His dark gaze lifted back to me just as I swiped the tip. It was a weak and clumsy attempt, but sharp iron was still sharp, and it drew a line of red along the arm he'd raised to deflect the blow. I didn't let myself think of my temporary victory; I bolted. Jay snatched me before I could go careening past them. Miraculously, the sword remianed firmly in my clasp.

We regrouped in the tea shop, where Garmadon was tending to Misako's injured elbow and Wu was peeking out at the courtyard through the shoji window. Zane slid the doors shut behind us with a definite 'slam.' The small tea shop shuddered and groaned under the force of the wind.

"He's still in there!" I exclaimed. "Lloyd's still in there!"

My shoulders were taken by Kai. There was a severe look in his eyes, like barely restrained wildfire. I'd realised I'd never seen him in a fight before.

"Whatever it is that's going on with Lloyd, you need to get out of here," he demanded. "It's too dangerous."

I shrugged out of his hold. "I'm not going home to twiddle my fingers while he's out there like this!"

"Y/n-"

Kai's exasperated reply was cut off by Nya, who had join Cole in peeking out the window. "Kai, quit it. You talked to him, Y/n. Did he tell you anything?"

"Just that his name is Morro."

A clatter from the counter made us whip around with a startle. Wu stared at me with a wide-eyed look.

"What did you just say?" he hissed in terror.

I took a step back, frightened by his sudden intensity. "His- his name is Morro."

Garmadon slowly turned his head to his brother. A look of understanding passed between them, tinged with the faintness of uneasiness. I didn't like that look.

"What is it?" Jay asked.

"Possession," Wu answered grimly. "Lloyd has been possessed."

The tea shop trembled violently. The containers on the shelves began to slip and clatter to the floor.

"Like... by a ghost?" Nya asked, baffled. "I thought ghosts didn't exist."

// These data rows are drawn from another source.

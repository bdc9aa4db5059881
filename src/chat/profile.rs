// ABOUTME: Profile summarizer turning raw user state into persona prompt fields
// ABOUTME: Computes age and formats recent vitals and subscription figures with sentinels
//
// SPDX-License-Identifier: MIT OR Apache-2.0
// Copyright (c) 2025 Pierre Fitness Intelligence

use chrono::{DateTime, Datelike, FixedOffset, NaiveDate, Utc};
use companion_core::models::{HealthRecord, Subscription, User};

use crate::constants::profile::{CURRENCY_DISPLAY_UNIT, NO_BLOOD_PRESSURE, NO_SUBSCRIPTION};

/// Everything the persona needs to know about a user, loaded in one read
#[derive(Debug, Clone)]
pub struct ProfileSnapshot {
    /// The user
    pub user: User,
    /// Most recent measurement, if any
    pub latest_health_record: Option<HealthRecord>,
    /// Most recently started active subscription, if any
    pub active_subscription: Option<Subscription>,
}

/// Display-ready profile fields
#[derive(Debug, Clone, PartialEq, Eq)]
pub struct ProfileSummary {
    /// Display name
    pub name: String,
    /// Whole years of age
    pub age: i32,
    /// `"sys/dia"` or the no-data sentinel
    pub recent_blood_pressure: String,
    /// Contribution summary or the no-subscription sentinel
    pub subscription_info: String,
}

/// Calendar date at `now` for users living at `offset` from UTC
#[must_use]
pub fn local_date(now: DateTime<Utc>, offset: FixedOffset) -> NaiveDate {
    now.with_timezone(&offset).date_naive()
}

/// Whole years elapsed between `birth_date` and `today`.
///
/// One year is subtracted while `today`'s month/day precedes the birth
/// month/day. A Feb 29 birthday therefore ticks over on Mar 1 in common years.
#[must_use]
pub fn age_on(birth_date: NaiveDate, today: NaiveDate) -> i32 {
    let years = today.year() - birth_date.year();
    if (today.month(), today.day()) < (birth_date.month(), birth_date.day()) {
        years - 1
    } else {
        years
    }
}

/// `"sys/dia"` when the record carries both values
#[must_use]
pub fn format_blood_pressure(record: Option<&HealthRecord>) -> String {
    record
        .and_then(HealthRecord::blood_pressure)
        .map_or_else(
            || NO_BLOOD_PRESSURE.to_owned(),
            |(sys, dia)| format!("{sys}/{dia}"),
        )
}

/// Amounts shown in units of 10,000 won, rounded to the nearest unit
#[must_use]
pub fn format_subscription(subscription: Option<&Subscription>) -> String {
    subscription
        .filter(|s| s.is_active())
        .map_or_else(
            || NO_SUBSCRIPTION.to_owned(),
            |s| {
                format!(
                    "월 {}만원 적립 중, {}만원 보장",
                    in_display_units(s.monthly_amount),
                    in_display_units(s.coverage_amount)
                )
            },
        )
}

fn in_display_units(amount: i64) -> i64 {
    (amount as f64 / CURRENCY_DISPLAY_UNIT).round() as i64
}

/// Summarize a profile as of `today`
#[must_use]
pub fn summarize(snapshot: &ProfileSnapshot, today: NaiveDate) -> ProfileSummary {
    ProfileSummary {
        name: snapshot.user.name.clone(),
        age: age_on(snapshot.user.birth_date, today),
        recent_blood_pressure: format_blood_pressure(snapshot.latest_health_record.as_ref()),
        subscription_info: format_subscription(snapshot.active_subscription.as_ref()),
    }
}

"They can," Misako said in a voice that drooped with solemnity. "They do."

"God..." I slumped back against the wall and pressed my palms over my face. This is all my fault. I should've done something sooner.

"How do we get the ghost out?" Zane asked. "There has been no recorded history of possessions of any capacity."

"We cannot," Wu said. My hands dragged down my face. "Only Lloyd can dispel himself of the ghost. All we can do is keep Morro stalled until he gets his energy back. It... will be difficult."

There was something about the way Wu spoke, something about the curves of his expressions that made me take pause. A singular pair of dots connected. My hands dropped to my sides.

"... you know him, don't you?" I asked.

Garmadon, Wu and Misako all stilled, and it was very quiet for a short moment. My disbelief rose. They didn't get a chance to respond, because the doors suddenly flung off their rails and hurtled towards us. I had to duck with a yelp.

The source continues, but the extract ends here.